Commentaires sur un coup de cœur lecture : Nous sommes tous des féministes.

Vous connaissez cette émotion qu’on ressent quand on a le cœur qui fait boum, boum ? Vous savez, cette sensation qui vous donne l’impression que votre cœur va lâcher?  Qu’il va changer de place? Ou qu’il va sortir de la poitrine ? En général, on la ressent  quand on est amoureux (se), ou quand on revoit l’être aimé après une longue période d’absence. Eh bien, j’ai ce ressenti à chaque fois que je lis « Nous sommes tous des féministes » de l’écrivaine nigériane Chimamanda  Ngozi Adichie, et je n’exagère en rien.

Livre
Nous sommes tous des féministes Source : google image

Cet essai de 87 pages est publié aux Editions Folio, et est composé de deux parties : Nous sommes tous des féministes et Les marieuses. Dans ce billet, je fais le choix de parler uniquement de la première partie qui est pour moi la nouveauté dans ce livre. “Nous sommes tous des Féministes » est un discours que Chimamanda Adichie avait prononcé en décembre 2012 au TEDxEuston, une conférence annuelle sur l’Afrique. Aujourd’hui, c’est un best-seller.

A partir d’expériences personnelles, l’écrivaine nigériane nous parle de sa vision du féminisme et des clichés qui y sont associés. Les mots utilisés sont simples,  les exemples concrets et percutents. Avec humour, les anecdotes partagées interpellent le lecteur. Elles le poussent à dire si les arguments de l’auteur tiennent ou pas. Et c’est cette interrogation permanente tout au long de la lecture qui est excitante et enrichissante.

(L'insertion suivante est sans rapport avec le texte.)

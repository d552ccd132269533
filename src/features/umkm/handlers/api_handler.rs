use std::sync::Arc;

use axum::{extract::State, Json};

use crate::core::error::{AppError, Result};
use crate::core::extractor::RecordId;
use crate::features::umkm::dtos::UmkmResponseDto;
use crate::features::umkm::services::UmkmService;
use crate::shared::types::{ApiResponse, Meta};

/// List all UMKM records
///
/// Records are ordered newest first regardless of the storage backend.
#[utoipa::path(
    get,
    path = "/api/umkm",
    responses(
        (status = 200, description = "List of UMKM records", body = ApiResponse<Vec<UmkmResponseDto>>),
        (status = 500, description = "Storage backend unavailable")
    ),
    tag = "umkm"
)]
pub async fn list_umkm(
    State(service): State<Arc<UmkmService>>,
) -> Result<Json<ApiResponse<Vec<UmkmResponseDto>>>> {
    let records: Vec<UmkmResponseDto> = service
        .list()
        .await
        .map_err(AppError::on_read)?
        .into_iter()
        .map(Into::into)
        .collect();

    let meta = Meta {
        total: records.len() as i64,
    };
    Ok(Json(ApiResponse::success(Some(records), None, Some(meta))))
}

/// Get a UMKM record by id
#[utoipa::path(
    get,
    path = "/api/umkm/{id}",
    params(
        ("id" = i64, Path, description = "Record id")
    ),
    responses(
        (status = 200, description = "Record found", body = ApiResponse<UmkmResponseDto>),
        (status = 404, description = "Record not found")
    ),
    tag = "umkm"
)]
pub async fn get_umkm(
    State(service): State<Arc<UmkmService>>,
    RecordId(id): RecordId,
) -> Result<Json<ApiResponse<UmkmResponseDto>>> {
    let record = service.get(id).await?;
    Ok(Json(ApiResponse::success(Some(record.into()), None, None)))
}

Toutes les petites histoires racontées dans cet essai pour montrer, rappeler, dénoncer certaines injustices que subissent les femmes, et parfois même les hommes, m’ont marquées. Toutes! Sans exception. Chaque histoire, chaque anecdote m’a fait penser à une image, une expérience vécue ou entendue.

Voici quelques extraits de ce best-seller qui m’ont marqués mais autant que ceux que je n’aurais pas cités.

AdichieDebout
C.N. Adichie. Source : Google image

Oups! Avant de vous donner ces extraits et du ressenti que j’en ai eu,  j’ai l’obligation de m’arrêter sur sa définition du féminisme que je trouve magnifique, et à laquelle j’adhère totalement : « J’ai décidé d’être désormais une féministe Africaine Heureuse qui ne déteste pas les hommes, qui aime mettre du brillant à lèvres et des talons hauts pour son plaisir, non pour séduire les hommes », a-t-elle déclaré au TED face aux critiques selon lesquelles le féminisme n’est pas une valeur africaine, et est le propre des femmes malheureuses qui haïssent les hommes.

 

 

Pour ma part, je suis une féministe. Et pourtant, je suis une Africaine (pas trop compliqué à voir), Heureuse (juste avec des bouquins, des débats et du sexe), j’adore les mecs (mais est-ce que j’ai le choix, les filles me détestent), j’aime les rouges à lèvre (bon, je les ai découverts un peu tard, mais ce n’est pas grave, je me rattrape en ce moment) et si je ne suis pas en talons, je maudis ma mère d’être petite de taille…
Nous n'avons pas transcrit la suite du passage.